DPL recently penned a deal with Jackson National Life Insurance Company to distribute its three fee-based annuity products to RIAs. Lau’s firm also recently partnered with Security Benefit to launch a new commission-free fixed indexed[JK11] annuity, ClearLine.
A number of carriers have come out with so-called “buffer annuities,” a sort of hybrid between variable and fixed indexed annuities, including AXA, Great West, Brighthouse and Allianz. DPL has worked with AXA, Allianz and Great West to provide commission-free versions.
Stripping out commissions can significantly impact expenses, Lau argues. For instance, mortality and expense (M&E) fees on traditional variable annuities can be 135 basis points on average, versus just 20 to 30 basis points[JK12] on the commission-free version.
A Cottage Industry
In addition to changes in product design, a whole cottage industry has popped up to help advisors navigate the insurance offerings, positioning themselves as a kind of “outsourced insurance department,” says financial advisor Norwood.
The BluePrint Insurance Services is an operational insurance platform that provides access and support to advisors around insurance products.
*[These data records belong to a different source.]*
use std::sync::Arc;

use tracing::warn;

use crate::api::TicketApi;
use crate::api::http::HttpTicketApi;
use crate::cli::commands::*;
use crate::cli::output::*;
use crate::intake::classify::{ClassificationPipeline, qualifies_for_classification};
use crate::intake::draft::{FieldValue, FormDraft};
use crate::intake::validate::{ValidationError, validate, validate_title};
use crate::model::{DeskConfig, FilterCriteria, TicketId, TicketPatch};

type CmdResult = Result<(), Box<dyn std::error::Error>>;

// ---------------------------------------------------------------------------
// Dispatch
// ---------------------------------------------------------------------------

pub async fn dispatch(command: Commands, config: &DeskConfig, json: bool) -> CmdResult {
    let api: Arc<dyn TicketApi> = Arc::new(HttpTicketApi::new(&config.api)?);
    match command {
        Commands::List(args) => cmd_list(api.as_ref(), args, json).await,
        Commands::Create(args) => cmd_create(api.as_ref(), config, args, json).await,
        Commands::Update(args) => cmd_update(api.as_ref(), args, json).await,
        Commands::Stats => cmd_stats(api.as_ref(), json).await,
        Commands::Classify(args) => cmd_classify(api.as_ref(), args, json).await,
    }
}

// ---------------------------------------------------------------------------
// Read commands
// ---------------------------------------------------------------------------

async fn cmd_list(api: &dyn TicketApi, args: ListArgs, json: bool) -> CmdResult {
    let mut filters = FilterCriteria {
        category: args.category,
        priority: args.priority,
        status: args.status,
        search: None,
    };
    if let Some(search) = args.search.as_deref() {
        filters.set_search(search);
    }

    let tickets = api.list_tickets(&filters).await?;
    if json {
        println!("{}", serde_json::to_string_pretty(&tickets)?);
    } else if tickets.is_empty() {
        println!("no tickets");
    } else {
        for ticket in &tickets {
            println!("{}", format_ticket_line(ticket));
        }
    }
    Ok(())
}

async fn cmd_stats(api: &dyn TicketApi, json: bool) -> CmdResult {
    let stats = api.stats().await?;
    if json {
        println!("{}", serde_json::to_string_pretty(&stats)?);
    } else {
        for line in format_stats(&stats) {
            println!("{}", line);
        }
    }
    Ok(())
}

async fn cmd_classify(api: &dyn TicketApi, args: ClassifyArgs, json: bool) -> CmdResult {
    let classification = api.classify(&args.description).await?;
    if json {
        println!("{}", serde_json::to_string_pretty(&classification)?);
    } else {
        for line in format_classification(&classification) {
            println!("{}", line);
        }
    }
    Ok(())
}

// ---------------------------------------------------------------------------
// Write commands
// ---------------------------------------------------------------------------

/// Explicit flags count as touched; the classifier may fill the rest.
async fn cmd_create(api: &dyn TicketApi, config: &DeskConfig, args: CreateArgs, json: bool) -> CmdResult {
    let mut draft = FormDraft {
        title: args.title,
        description: args.description,
        ..Default::default()
    };
    if let Some(category) = args.category {
        draft.set_field(FieldValue::Category(category));
    }
    if let Some(priority) = args.priority {
        draft.set_field(FieldValue::Priority(priority));
    }

    // Bad input fails before any request, the classify call included
    let mut body = validate(&draft)?;

    let wants_suggestion = !(draft.touched.category && draft.touched.priority);
    if !args.no_classify
        && wants_suggestion
        && qualifies_for_classification(&draft.description, config.intake.min_classify_chars)
    {
        let mut pipeline = ClassificationPipeline::new();
        let seq = pipeline.issue();
        let outcome = api.classify(draft.description.trim()).await;
        if let Some(suggestion) = pipeline.resolve(seq, outcome) {
            draft.merge(&suggestion);
            body = validate(&draft)?;
        }
    }

    let ticket = api.create_ticket(&body).await?;
    if json {
        println!("{}", serde_json::to_string_pretty(&ticket)?);
    } else {
        println!("created {}", format_ticket_line(&ticket));
    }
    Ok(())
}

async fn cmd_update(api: &dyn TicketApi, args: UpdateArgs, json: bool) -> CmdResult {
    let title = args
        .title
        .as_deref()
        .map(validate_title)
        .transpose()?
        .map(str::to_string);
    let description = match args.description {
        Some(d) if d.trim().is_empty() => return Err(ValidationError::MissingDescription.into()),
        other => other,
    };
    let patch = TicketPatch {
        title,
        description,
        category: args.category,
        priority: args.priority,
        status: args.status,
    };
    if patch.is_empty() {
        return Err("nothing to update (pass at least one of --title, --description, --category, --priority, --status)".into());
    }

    let id = TicketId::new(args.id);
    let ticket = api.update_ticket(&id, &patch).await.inspect_err(|e| {
        warn!(%id, error = %e, "update rejected");
    })?;
    if json {
        println!("{}", serde_json::to_string_pretty(&ticket)?);
    } else {
        for line in format_ticket_detail(&ticket) {
            println!("{}", line);
        }
    }
    Ok(())
}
The company, established in 2016, helps with the underwriting and delivery of insurance products, and educates advisors as to how they can talk to clients about annuities.
“We recognize that the insurance companies—and really insurance distribution—has a lack of transparency; the products can be complicated; the process is cumbersome and has in the past always involved a lot of paper,” says Matt Meyer, co-founder of The BluePrint. “We understand that, especially for an advisor that manages assets for a client, incorporating something that doesn’t have transparency, that can be complicated, that may require them to know more about their clients’ health history than they wanted to, is a barrier for a lot of advisors.”
The company recently partnered with tru Independence, a consulting and services platform for advisors going independent. Tru advisors will have access to a turnkey program that will help them speak to clients about risk management and insurance.
“The first step is that we’ve got to gain trust, we have to have transparency, we’ve got to pick this thing apart and talk to the advisors and RIAs in a different way. That’s what we’re trying to do,” Meyer says.
It remains to be seen if these annuities will take off in the marketplace; but by creating new, transparent or commission-free products that work for fee-based advisors and their clients, these firms will go a long way toward rehabilitating the reputations of annuities just as more and more investors are going to need them.